═════ RECORD EXCERPTS

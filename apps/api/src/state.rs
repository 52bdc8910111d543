use accountgate_application::{NotificationService, RegistrationService, UserLifecycleService};
use accountgate_core::AppError;

use crate::error::{ApiError, ApiResult};

/// Shared application state.
#[derive(Clone)]
pub struct AppState {
    pub registration_service: RegistrationService,
    pub user_lifecycle_service: UserLifecycleService,
    pub notification_service: NotificationService,
    pub email_provider: &'static str,
    pub expose_error_details: bool,
    pub expose_admin_token_endpoint: bool,
    pub expose_email_endpoints: bool,
}

impl AppState {
    /// Wraps an application error with the configured detail policy.
    pub fn api_error(&self, error: AppError) -> ApiError {
        ApiError::from(error).with_details(self.expose_error_details)
    }

    /// Answers 404 for an operator endpoint that is switched off.
    pub fn ensure_exposed(&self, exposed: bool, endpoint: &str) -> ApiResult<()> {
        if exposed {
            return Ok(());
        }

        Err(self.api_error(AppError::NotFound(format!("{endpoint} is not available"))))
    }
}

══════════

ABOUT THIS TASK. Would you transcribe every entry exactly?

TASK OUTPUT.
filename apps/api/src/state.rs
repository 52bdc8910111d543
use accountgate_application::{NotificationService, RegistrationService, UserLifecycleService};
use accountgate_core::AppError;

use crate::error::{ApiError, ApiResult};

/// Shared application state.
#[derive(Clone)]
pub struct AppState {
    pub registration_service: RegistrationService,
    pub user_lifecycle_service: UserLifecycleService,
    pub notification_service: NotificationService,
    pub email_provider: &'static str,
    pub expose_error_details: bool,
    pub expose_admin_token_endpoint: bool,
    pub expose_email_endpoints: bool,
}

impl AppState {
    /// Wraps an application error with the configured detail policy.
    pub fn api_error(&self, error: AppError) -> ApiError {
        ApiError::from(error).with_details(self.expose_error_details)
    }

    /// Answers 404 for an operator endpoint that is switched off.
    pub fn ensure_exposed(&self, exposed: bool, endpoint: &str) -> ApiResult<()> {
        if exposed {
            return Ok(());
        }

        Err(self.api_error(AppError::NotFound(format!("{endpoint} is not available"))))
    }
}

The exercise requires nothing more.